Can parallel lines intersect? Everyone must think that people who think this way have either not completed nine years of compulsory education or are crazy. However, a Russian mathematician does not think so. This person is the Russian Lobachevsky. ?

Lobachevsky was born in a noble family. He developed a love for mathematics very early and showed his talent. In 1807, when he was only 15 years old, he entered Kazan University. After studying at Kazan University, he received a master's degree in mathematics at the age of 18. In 1822, this 30-year-old youth became the youngest mathematics professor since the founding of Kazan University. He published many mathematics papers and was well received by the industry. In 1827, he was elected as the president of Kazan University. ?

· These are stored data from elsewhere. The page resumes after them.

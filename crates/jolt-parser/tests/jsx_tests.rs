use jolt_common::logger::Log;
use jolt_common::options::{JsxOptions, LoaderKind};
use jolt_common::refs::SourceIndex;
use jolt_parser::ast::*;
use jolt_parser::parts::Ast;
use jolt_parser::{ParseOptions, parse};

fn parse_jsx(source: &str) -> Ast {
    parse_jsx_with(source, JsxOptions::default())
}

fn parse_jsx_with(source: &str, jsx: JsxOptions) -> Ast {
    let log = Log::default();
    let options = ParseOptions {
        loader: LoaderKind::Jsx,
        jsx,
        ..ParseOptions::default()
    };
    let ast = parse(source, "/test.jsx", SourceIndex(1), options, &log);
    let diagnostics = log.take();
    assert!(
        diagnostics.is_empty(),
        "unexpected diagnostics: {diagnostics:?}"
    );
    ast
}

fn first_call(ast: &Ast) -> &ECall {
    for part in &ast.parts {
        for stmt in &part.stmts {
            match &stmt.data {
                SData::Expr(Expr {
                    data: EData::Call(call),
                    ..
                }) => return call,
                SData::Local(local) => {
                    if let Some(Expr {
                        data: EData::Call(call),
                        ..
                    }) = local.decls[0].value.as_ref()
                    {
                        return call;
                    }
                }
                _ => {}
            }
        }
    }
    panic!("no factory call found");
}

#[test]
fn intrinsic_elements_pass_string_tags() {
    let ast = parse_jsx("let el = <div className=\"box\">text</div>;");
    let call = first_call(&ast);
    // React.createElement("div", {className: "box"}, "text")
    let EData::Dot(dot) = &call.target.data else {
        panic!("expected React.createElement");
    };
    assert_eq!(dot.name, "createElement");
    assert!(matches!(&call.args[0].data, EData::String(tag) if tag.value == "div"));
    let EData::Object(props) = &call.args[1].data else {
        panic!("expected a props object");
    };
    assert_eq!(props.properties.len(), 1);
    assert!(matches!(&call.args[2].data, EData::String(text) if text.value == "text"));
}

#[test]
fn component_tags_pass_values() {
    let ast = parse_jsx("import {Widget} from './widget'; let el = <Widget/>;");
    let call = first_call(&ast);
    assert!(matches!(call.args[0].data, EData::ImportIdentifier(_)));
    assert!(matches!(call.args[1].data, EData::Null));
}

#[test]
fn member_tags_build_dot_chains() {
    let ast = parse_jsx("let el = <Theme.Button.Small/>;");
    let call = first_call(&ast);
    let EData::Dot(outer) = &call.args[0].data else {
        panic!("expected a member tag");
    };
    assert_eq!(outer.name, "Small");
}

#[test]
fn fragments_use_the_fragment_value() {
    let ast = parse_jsx("let el = <>{child}</>;");
    let call = first_call(&ast);
    let EData::Dot(dot) = &call.args[0].data else {
        panic!("expected React.Fragment");
    };
    assert_eq!(dot.name, "Fragment");
}

#[test]
fn custom_factory_paths_apply() {
    let ast = parse_jsx_with(
        "let el = <span/>;",
        JsxOptions {
            factory: vec!["h".to_string()],
            fragment: vec!["Fragment".to_string()],
        },
    );
    let call = first_call(&ast);
    assert!(matches!(call.target.data, EData::Identifier(_)));
}

#[test]
fn whitespace_normalization_collapses_newline_indent() {
    let ast = parse_jsx("let el = <a>   b   \n   c</a>;");
    let call = first_call(&ast);
    assert_eq!(call.args.len(), 3);
    let EData::String(text) = &call.args[2].data else {
        panic!("expected one text child");
    };
    assert_eq!(text.value, "b    c");
}

#[test]
fn whitespace_only_lines_vanish() {
    let ast = parse_jsx("let el = <a>\n   \n</a>;");
    let call = first_call(&ast);
    // Tag and props only; no text child
    assert_eq!(call.args.len(), 2);
}

#[test]
fn entities_decode_in_text_and_attributes() {
    let ast = parse_jsx("let el = <a title=\"a &amp; b\">x &lt; y</a>;");
    let call = first_call(&ast);
    let EData::Object(props) = &call.args[1].data else {
        panic!("expected props");
    };
    let value = props.properties[0].value.as_ref().unwrap();
    assert!(matches!(&value.data, EData::String(s) if s.value == "a & b"));
    assert!(matches!(&call.args[2].data, EData::String(s) if s.value == "x < y"));
}

#[test]
fn expression_children_and_spread_props() {
    let ast = parse_jsx("let el = <div {...rest} id={id}>{count + 1}</div>;");
    let call = first_call(&ast);
    let EData::Object(props) = &call.args[1].data else {
        panic!("expected props");
    };
    assert_eq!(props.properties.len(), 2);
    assert_eq!(props.properties[0].kind, PropertyKind::Spread);
    assert!(matches!(call.args[2].data, EData::Binary(_)));
}

#[test]
fn nested_elements_become_nested_calls() {
    let ast = parse_jsx("let el = <ul><li>one</li><li>two</li></ul>;");
    let call = first_call(&ast);
    assert_eq!(call.args.len(), 4);
    assert!(matches!(call.args[2].data, EData::Call(_)));
    assert!(matches!(call.args[3].data, EData::Call(_)));
}

#[test]
fn empty_expression_containers_are_ignored() {
    let ast = parse_jsx("let el = <a>{}</a>;");
    let call = first_call(&ast);
    assert_eq!(call.args.len(), 2);
}

#[test]
fn dashed_attributes_parse() {
    let ast = parse_jsx("let el = <div data-value=\"1\" aria-label=\"x\"/>;");
    let call = first_call(&ast);
    let EData::Object(props) = &call.args[1].data else {
        panic!("expected props");
    };
    let keys: Vec<String> = props
        .properties
        .iter()
        .map(|property| match &property.key.as_ref().unwrap().data {
            EData::String(s) => s.value.clone(),
            _ => String::new(),
        })
        .collect();
    assert_eq!(keys, vec!["data-value", "aria-label"]);
}

#[test]
fn jsx_in_plain_ts_is_an_error() {
    let log = Log::default();
    let options = ParseOptions {
        loader: LoaderKind::Ts,
        ..ParseOptions::default()
    };
    // `<div>...` in .ts parses as a type assertion and then fails
    parse("let el = <div>x</div>;", "/test.ts", SourceIndex(1), options, &log);
    assert!(log.has_errors());
}

#[test]
fn tsx_behaves_like_jsx() {
    let log = Log::default();
    let options = ParseOptions {
        loader: LoaderKind::Tsx,
        ..ParseOptions::default()
    };
    let ast = parse(
        "let el: JSX.Element = <div id={x as string}/>;",
        "/test.tsx",
        SourceIndex(1),
        options,
        &log,
    );
    assert!(!log.has_errors());
    let call = first_call(&ast);
    assert!(matches!(&call.args[0].data, EData::String(tag) if tag.value == "div"));
}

The geometric theorems at that time were basically based on the foundation provided by the mathematician Euclid. ?Parallel lines do not intersect?, which comes from the fifth postulate proposed by Euclid in "Elements of Geometry": ?If a line segment intersects two straight lines, the sum of the interior angles on one side is less than the sum of the two right angles , then after the two straight lines continue to extend, they will intersect on the side where the sum of the interior angles is less than the sum of the two right angles. The Scottish mathematician Playfair proposed a simpler version based on this, which is what people learn in textbooks: Given a straight line. Through any point outside this straight line, there is one and only one straight line parallel to it. ?

In 1826, Lobachevsky proposed a completely different geometric system, which was called "hyperbolic geometry" by later generations. It turned out that Lobachevsky imagined that on a curved surface, The properties of the geometry can change. Two parallel lines can naturally intersect, and the sum of the interior angles of a triangle can be less than 180 degrees. On March 26 of that year, at the academic conference of the Department of Physics and Mathematics of Kazan University, Lobachevsky presented the "Abstract of the Rigorous Proof of the Principles of Geometry and the Parallel Line Theorem" in front of many well-known Russian mathematics scholars and deans at that time. 》 as the title, published his own results. ?

At the meeting, Lobachevsky’s words not only did not receive any response, but were questioned. Some people began to wonder if he was just making a name for himself. However, by 1829, Lobachevsky, who did not give up, was already the principal. He continued to publish the paper "Principles of Geometry" to defend his views. Two scholars named Bla?ek and Tereny ridiculed Lobachevsky, thinking that he was trying to impress others, and that his talent was completely unworthy of the position of principal.

Lobachevsky struggled to argue for himself, but at that time there was no one in Russia or even in Europe who spoke for him. Due to external pressure, Lobachevsky lost his position as principal. Lobachevsky was extremely painful in his later years, and no one stood on his side academically. Finally, in 1856, the scholar completed the last journey of his life.

However, 12 years later, in 1868, the Italian mathematician Bette Nano published an article "An Attempt at the Interpretation of Non-Euclidean Geometry", which mentioned Lobachevsky's point of view and believed that non-Euclidean geometry can be used in The realization of the curved surface of space only attracted the attention of the outside world. Soon after, people realized that Lobachevsky's view that "parallel lines can intersect" was actually correct to a certain extent. The theory he proposed has also been confirmed by the mathematical community.

However, this scientist has passed away suddenly, but the honors he received after his death are countless. People call him the "Copernicus of the scientific world". The story of this scholar has also inspired countless people. People feel admired.